Завещание убитого еврейского поэта - страница 45

стр.

Мать ушла на кухню, потом вернулась.

— Ольга — не для тебя, а ты — не для нее. Подумай, кто у тебя был отец, а кто у нее. Твой гордился, что стал поэтом, что рожден евреем, а ее родитель — прапраправнук Богдана Хмельницкого, славного тем, что устроил за каких-то три дня тринадцать погромов в девяти местечках. Ты это знал? Об этом подумал?

— Поздравляю, ты много чего знаешь. А происхождение твоего дружка, оно тебе известно так же досконально?

— Если будешь и дальше говорить в таком тоне, то лучше не надо, — оборвала Раиса.

Их отношения с каждым днем портились все больше и больше. Трудно было что-то объяснить, невозможно понять.

— Ну, как хочешь.

Гриша чувствовал себя рядом с ней не в своей тарелке. Прежде всего из-за Мозлика, занявшего отцовское место. Если Раиса и доктор не жили одним хозяйством, то только потому, что Гриша им мешал. Отсюда у него растущее ощущение недолюбленности, чувство, что он тут чужой, нежеланный.

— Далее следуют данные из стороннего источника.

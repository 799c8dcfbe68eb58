//! Single-trial decay simulation.
//!
//! One trial starts with a population of dice and rolls every surviving die
//! each round, removing the ones that decay, until none remain. The product
//! is the decay curve: percent of the initial population still surviving
//! after each round, starting at 100.

use crate::dice::roll_dice;
use crate::rules::DecayRule;
use rand::Rng;
use serde::Serialize;

/// Everything observable about one round of rolling.
#[derive(Debug, Clone, Copy, Serialize)]
pub struct RoundStats {
    /// 1-based round number.
    pub round: u32,
    /// Parents alive going into the round.
    pub remaining_before: u32,
    /// Parents still alive after the round.
    pub survivors: u32,
    /// Decays this round.
    pub decayed: u32,
    /// Survivors as a percent of the initial population.
    pub percent_remaining: f64,
    /// Daughters as a percent of the initial population.
    pub percent_decayed: f64,
    /// Observed decay fraction this round: decayed / remaining_before.
    pub decay_probability: f64,
}

/// Result of a single trial run to exhaustion.
#[derive(Debug, Clone, Serialize)]
pub struct TrialResult {
    /// Percent of initial population remaining per round, starting with
    /// 100.0 at round 0. Non-increasing; the last entry is the first 0.0.
    pub curve: Vec<f64>,
    /// Per-round statistics, one entry per rolling round (round 0 excluded).
    pub rounds: Vec<RoundStats>,
}

impl TrialResult {
    /// Number of rolling rounds until the population was exhausted.
    pub fn rounds_to_exhaustion(&self) -> usize {
        self.rounds.len()
    }
}

/// Resolve one round of rolls against a rule.
///
/// Pure arithmetic over an already-rolled batch, so round behavior can be
/// tested with literal roll values.
pub fn resolve_round(
    rolls: &[u32],
    rule: DecayRule,
    remaining_before: u32,
    initial_population: u32,
    round: u32,
) -> RoundStats {
    debug_assert_eq!(rolls.len(), remaining_before as usize);

    let decayed = rolls.iter().filter(|&&v| rule.decays(v)).count() as u32;
    let survivors = remaining_before - decayed;
    let percent_remaining = (survivors as f64 / initial_population as f64) * 100.0;

    RoundStats {
        round,
        remaining_before,
        survivors,
        decayed,
        percent_remaining,
        percent_decayed: 100.0 - percent_remaining,
        decay_probability: decayed as f64 / remaining_before as f64,
    }
}

/// Run one trial to exhaustion and return its decay curve and round log.
///
/// A zero initial population is degenerate but valid: the curve is just
/// `[100.0]` and no rounds are rolled.
pub fn run_trial(rng: &mut impl Rng, rule: DecayRule, initial_population: u32) -> TrialResult {
    let mut remaining = initial_population;
    let mut curve = vec![100.0];
    let mut rounds = Vec::new();

    while remaining > 0 {
        let rolls = roll_dice(rng, remaining as usize);
        let stats = resolve_round(
            &rolls,
            rule,
            remaining,
            initial_population,
            rounds.len() as u32 + 1,
        );

        curve.push(stats.percent_remaining);
        remaining = stats.survivors;
        rounds.push(stats);
    }

    TrialResult { curve, rounds }
}

#[cfg(test)]
mod tests {
    use super::*;
    use rand::SeedableRng;
    use rand_chacha::ChaCha8Rng;

    #[test]
    fn test_resolve_round_single_six_high_low() {
        // One die, rolls a 6 under the 1-5/6 rule: full decay.
        let stats = resolve_round(&[6], DecayRule::HighLow, 1, 1, 1);
        assert_eq!(stats.survivors, 0);
        assert_eq!(stats.decayed, 1);
        assert_eq!(stats.percent_remaining, 0.0);
        assert_eq!(stats.percent_decayed, 100.0);
        assert_eq!(stats.decay_probability, 1.0);
    }

    #[test]
    fn test_resolve_round_survivor_then_decay() {
        // One die rolling 3 then 6 under 1-5/6 gives curve 100, 100, 0.
        let first = resolve_round(&[3], DecayRule::HighLow, 1, 1, 1);
        assert_eq!(first.survivors, 1);
        assert_eq!(first.percent_remaining, 100.0);
        assert_eq!(first.decay_probability, 0.0);

        let second = resolve_round(&[6], DecayRule::HighLow, first.survivors, 1, 2);
        assert_eq!(second.survivors, 0);
        assert_eq!(second.percent_remaining, 0.0);
    }

    #[test]
    fn test_resolve_round_mixed_batch() {
        let rolls = [1, 2, 3, 4, 5, 6];
        let stats = resolve_round(&rolls, DecayRule::OddEven, 6, 80, 1);
        assert_eq!(stats.decayed, 3);
        assert_eq!(stats.survivors, 3);
        assert!((stats.percent_remaining - 3.75).abs() < 1e-9);
        assert!((stats.decay_probability - 0.5).abs() < 1e-9);

        let stats = resolve_round(&rolls, DecayRule::HighLow, 6, 80, 1);
        assert_eq!(stats.decayed, 1);
        assert_eq!(stats.survivors, 5);
    }

    #[test]
    fn test_trial_starts_at_100_and_ends_at_0() {
        let mut rng = ChaCha8Rng::seed_from_u64(42);
        let result = run_trial(&mut rng, DecayRule::OddEven, 80);

        assert_eq!(result.curve[0], 100.0);
        assert_eq!(*result.curve.last().unwrap(), 0.0);
        assert_eq!(result.curve.len(), result.rounds.len() + 1);
    }

    #[test]
    fn test_trial_curve_non_increasing() {
        let mut rng = ChaCha8Rng::seed_from_u64(7);
        let result = run_trial(&mut rng, DecayRule::HighLow, 80);

        for pair in result.curve.windows(2) {
            assert!(pair[1] <= pair[0]);
        }
    }

    #[test]
    fn test_trial_population_conservation() {
        let mut rng = ChaCha8Rng::seed_from_u64(9);
        let result = run_trial(&mut rng, DecayRule::OddEven, 80);

        for stats in &result.rounds {
            assert_eq!(stats.survivors + stats.decayed, stats.remaining_before);
            assert!(stats.decayed <= stats.remaining_before);
        }
    }

    #[test]
    fn test_zero_population_is_degenerate() {
        let mut rng = ChaCha8Rng::seed_from_u64(1);
        let result = run_trial(&mut rng, DecayRule::OddEven, 0);

        assert_eq!(result.curve, vec![100.0]);
        assert!(result.rounds.is_empty());
        assert_eq!(result.rounds_to_exhaustion(), 0);
    }

    #[test]
    fn test_zero_appears_exactly_once() {
        // Population never revives: the terminal 0 is the only 0.
        let mut rng = ChaCha8Rng::seed_from_u64(123);
        for _ in 0..20 {
            let result = run_trial(&mut rng, DecayRule::OddEven, 40);
            let zeros = result.curve.iter().filter(|&&p| p == 0.0).count();
            assert_eq!(zeros, 1);
        }
    }
}
//! Integration test: decay curve invariants
//!
//! Runs many seeded trials and checks the structural properties every decay
//! curve must hold, plus the statistical behavior of both rules.

use dicedecay::rules::DecayRule;
use dicedecay::trial::{run_trial, TrialResult};
use rand::SeedableRng;
use rand_chacha::ChaCha8Rng;

fn seeded_trials(rule: DecayRule, population: u32, count: u64) -> Vec<TrialResult> {
    (0..count)
        .map(|seed| {
            let mut rng = ChaCha8Rng::seed_from_u64(seed);
            run_trial(&mut rng, rule, population)
        })
        .collect()
}

// =============================================================================
// Curve Shape Invariants
// =============================================================================

#[test]
fn test_curves_start_at_exactly_100() {
    for trial in seeded_trials(DecayRule::OddEven, 80, 50) {
        assert_eq!(trial.curve[0], 100.0);
    }
}

#[test]
fn test_curves_are_non_increasing() {
    for trial in seeded_trials(DecayRule::HighLow, 80, 50) {
        for pair in trial.curve.windows(2) {
            assert!(
                pair[1] <= pair[0],
                "curve increased from {} to {}",
                pair[0],
                pair[1]
            );
        }
    }
}

#[test]
fn test_terminal_zero_is_first_zero() {
    // The population never revives: 0.0 appears exactly once, at the end.
    for rule in DecayRule::ALL {
        for trial in seeded_trials(rule, 80, 50) {
            let first_zero = trial.curve.iter().position(|&p| p == 0.0);
            assert_eq!(first_zero, Some(trial.curve.len() - 1));
        }
    }
}

#[test]
fn test_curve_length_matches_round_log() {
    for trial in seeded_trials(DecayRule::OddEven, 80, 20) {
        assert_eq!(trial.curve.len(), trial.rounds.len() + 1);
    }
}

// =============================================================================
// Per-Round Conservation
// =============================================================================

#[test]
fn test_survivors_plus_decayed_equals_remaining() {
    for rule in DecayRule::ALL {
        for trial in seeded_trials(rule, 80, 30) {
            for stats in &trial.rounds {
                assert_eq!(stats.survivors + stats.decayed, stats.remaining_before);
                assert!(stats.decayed <= stats.remaining_before);
            }
        }
    }
}

#[test]
fn test_rounds_chain_together() {
    // Each round's survivors are the next round's remaining_before.
    for trial in seeded_trials(DecayRule::HighLow, 60, 20) {
        for pair in trial.rounds.windows(2) {
            assert_eq!(pair[0].survivors, pair[1].remaining_before);
        }
        assert_eq!(trial.rounds.last().unwrap().survivors, 0);
    }
}

// =============================================================================
// Statistical Behavior
// =============================================================================

fn observed_decay_probability(trials: &[TrialResult]) -> f64 {
    let rolled: u64 = trials
        .iter()
        .flat_map(|t| &t.rounds)
        .map(|r| r.remaining_before as u64)
        .sum();
    let decayed: u64 = trials
        .iter()
        .flat_map(|t| &t.rounds)
        .map(|r| r.decayed as u64)
        .sum();
    decayed as f64 / rolled as f64
}

#[test]
fn test_odd_even_decay_probability_near_one_half() {
    let trials = seeded_trials(DecayRule::OddEven, 80, 200);
    let observed = observed_decay_probability(&trials);
    assert!(
        (observed - 0.5).abs() < 0.02,
        "observed {} too far from 1/2",
        observed
    );
}

#[test]
fn test_high_low_decay_probability_near_one_sixth() {
    let trials = seeded_trials(DecayRule::HighLow, 80, 200);
    let observed = observed_decay_probability(&trials);
    assert!(
        (observed - 1.0 / 6.0).abs() < 0.01,
        "observed {} too far from 1/6",
        observed
    );
}

#[test]
fn test_high_low_trials_outlast_odd_even() {
    // A 1/6 decay chance decays far slower than 1/2 on average.
    let odd_even = seeded_trials(DecayRule::OddEven, 80, 100);
    let high_low = seeded_trials(DecayRule::HighLow, 80, 100);

    let avg = |trials: &[TrialResult]| {
        trials
            .iter()
            .map(|t| t.rounds_to_exhaustion() as f64)
            .sum::<f64>()
            / trials.len() as f64
    };

    assert!(avg(&high_low) > avg(&odd_even));
}

// =============================================================================
// Degenerate Populations
// =============================================================================

#[test]
fn test_zero_population_yields_bare_curve() {
    let mut rng = ChaCha8Rng::seed_from_u64(0);
    let trial = run_trial(&mut rng, DecayRule::HighLow, 0);
    assert_eq!(trial.curve, vec![100.0]);
    assert!(trial.rounds.is_empty());
}

#[test]
fn test_single_die_percentages_are_all_or_nothing() {
    // With one die, every round is either 100% or 0% remaining.
    for trial in seeded_trials(DecayRule::HighLow, 1, 50) {
        for &pct in &trial.curve {
            assert!(pct == 100.0 || pct == 0.0);
        }
        assert_eq!(*trial.curve.last().unwrap(), 0.0);
    }
}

В их глазах он стал живым воплощением мертвого поэта, своего отца.

— У тебя что-то скверно на душе? — однажды спросила его Ольга, когда они выходили из школы.

— Да так, есть немного.

— А что такое?

— Ладно, пройдет, — при всем том его ответ прозвучал мрачновато.

Никогда он бы не признался Ольге, что творится между ним и матерью. А потому переменил тему:

— Если твой отец узнает, что мы… скажем, ходим вместе, он тебе так надает по шее…

— Он никогда не посмеет. Это вне закона. Советский закон не шутит с вырожденцами-взрослыми, которые бьют комсомольцев.

— Ну-у, вот антисемитизм тоже запрещен законом, — засомневался Гриша. — И однако… Правда, тут другое. Следует защищать слабые и беззащитные меньшинства, а евреев считают очень сильными, даже всемогущими.

Она прыснула:

— Нет, Гриша, серьезно, все это совершенно не важно. Одобрит ли это отец или нет, его проблема, не наша. А что — твоя национальность? Что ты беспокоишься? Мне нравится, что ты еврей. Если это разозлит отца, тем лучше: будем жить отдельно, как-нибудь справимся. Вот я борюсь за независимость, любя тебя.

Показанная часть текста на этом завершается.